From tales of attempting to better educate the so-called readers who frequent a bookstore that sells “furniture, school supplies and an interesting assortment of snacks” to dealing in the use of styrene at a plastics factory, there is no stone of drudgery or humiliation left unturned in Kolm’s candid assessment of this thing called work.

Not only does it affect his ability to write as frequently and with as much clarity as he would like, but it also serves to drive an ever-larger wedge in between him and his wife, who seems to do her best to function outside the intimate requirements of the marriage by following her own pursuits. As Kolm describes, “Strange electrical appliances proliferate–juicers and blenders and can openers and hairdryers and waterpiks and humidifiers and crockpots and so on. She works in a health food store, and takes handfuls of vitamins all the time–her purse is filled with them. Also, she’s joined a spa, and I’m sure she’s having an affair with her physical therapist.”

Throughout each new tale of fresh woe, from “A Philadelphia Story” to “1975,” the gradual breakdown of the relationship serves as one of the most telling elements of what it means to work when it comes to having to please another person with your finances. As Kolm puts it, “I have no conception of the future anymore. And having no conception of the future means I’m stuck here in an everlasting present, passively letting events flow over me like waves on the beach. I can’t seem to think my way out of the dilemmas I’m faced with…if it was one problem, or two, I might have a chance, but the job, the house, and my relationship are all tied together…”
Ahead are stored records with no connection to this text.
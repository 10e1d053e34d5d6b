use crate::config;
use crate::error::FetchError;
use crate::models::OptionChain;
use anyhow::{Context, Result};
use rand::{seq::SliceRandom, thread_rng};
use reqwest::{header, Client};
use tracing::{debug, error};

// -----------------------------------------------
// CLIENT WRAPPER
// -----------------------------------------------
/// Data source for the option chain.
///
/// Built once at startup and shared through the server state. Every call is a
/// single GET: no warmup, no retry, no cache.
pub struct NSEClient {
    client: Client,
    url: String,
}

impl NSEClient {
    /// Client for the NIFTY option chain
    pub fn new() -> Result<Self> {
        Self::with_url(config::nse_option_chain_indices_url(config::DEFAULT_SYMBOL))
    }

    pub fn with_url(url: impl Into<String>) -> Result<Self> {
        Ok(Self {
            client: build_client()?,
            url: url.into(),
        })
    }

    pub fn url(&self) -> &str {
        &self.url
    }

    /// Fetch the chain, logging and swallowing any failure.
    ///
    /// `None` is a normal outcome; callers render the empty view.
    pub async fn fetch_option_chain(&self) -> Option<OptionChain> {
        match self.try_fetch_option_chain().await {
            Ok(chain) => Some(chain),
            Err(e) => {
                error!(url = %self.url, error = %e, "Error fetching option chain");
                None
            }
        }
    }

    /// Single attempt with the failure kept typed
    pub async fn try_fetch_option_chain(&self) -> Result<OptionChain, FetchError> {
        let res = self.client.get(&self.url).send().await?;
        let status = res.status();
        let text = res.text().await?;

        debug!(url = %self.url, status = status.as_u16(), bytes = text.len(), "Upstream responded");

        if !status.is_success() {
            return Err(FetchError::Status {
                status: status.as_u16(),
                preview: preview(&text),
            });
        }

        let trimmed = text.trim_start();
        if !trimmed.starts_with('{') && !trimmed.starts_with('[') {
            return Err(FetchError::NonJsonResponse(preview(&text)));
        }

        Ok(serde_json::from_str(&text)?)
    }
}

fn preview(text: &str) -> String {
    text.chars().take(config::BODY_PREVIEW_CHARS).collect()
}

// -----------------------------------------------
// HTTP CLIENT BUILDER
// -----------------------------------------------
fn build_client() -> Result<Client> {
    let mut headers = header::HeaderMap::new();

    // Rotating Accept-Language headers (fingerprint avoidance)
    let lang = config::ACCEPT_LANGUAGES
        .choose(&mut thread_rng())
        .copied()
        .unwrap_or("en-US,en;q=0.9");
    headers.insert(
        header::ACCEPT_LANGUAGE,
        header::HeaderValue::from_str(lang)?,
    );
    headers.insert(header::ACCEPT, header::HeaderValue::from_static("*/*"));

    Client::builder()
        .default_headers(headers)
        .cookie_store(true)
        .gzip(true)
        .user_agent(config::USER_AGENT)
        .timeout(config::HTTP_TIMEOUT)
        .build()
        .context("Failed to build HTTP client")
}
This tendency for the stress of work to intermingle with the pressures of monogamy are all too resonant for most pulled into the world of slave labor, especially for, let’s face it, men, who already have a plethora of issues when it comes to the notion of being tied down. Still, like the job, Kolm can’t bring himself to leave, noting, “Like a child picking at a scab on a wound we worry our relationship, but continue on.” The same goes for sticking with the same pointless position in order to pay your way in this realm.

With regard to his art, things don’t fare much better for Kolm, as this is also a source of contention between him and his wife. Nonetheless, to prove that this life is about more than the mere task of sustaining oneself, Kolm describes, “I would sit [on the bus] writing furiously, in a vain attempt to make my life meaningful, transcribing notes I’d make earlier at work, turning them into something usable.” For you see, the artist has to transform his pain into art to make it seem worthwhile, that there is a greater purpose to all this suffering.

And then, of course, beyond the herculean task of just “being” at work, there is the psychologically damaging chore of getting to and from there, which entails, as a prototype, the following: “To catch the 7:05 Suburban Transit bus to Edison I’d have to dash out of the store at closing time, 6:30 on the dot, jog up to the Union Square subway station, grab an R or N train, walk through the cars from the last to the first to save some time, pushing through the rush hour crush, get out at 42nd Street, then run though the twisting maze of underground passageways that led to the Port Authority Bus Terminal on 8th Avenue.”

No, there is no end to the shame and torture of really any job, let alone the more “bottom of the barrel” ones a non-committed artist is willing to take on. Night Shift is a collection for all those who have been and continue to go through it. The honesty of it all is, there is no real resolution, no cure for the ills of working, as Kolm ends with a story called “The Collector,” set during the morning of 9/11, when, after seeing the smoke set off by the first plane that crashes into one of the towers, a manager Kolm overhears at a nearby Toys ‘R’ Us barks, “I don’t give a fuck what’s going on! If you don’t get your asses inside and punch in I’ll fire all of you!” So no, there truly is no rest for the weary (writer).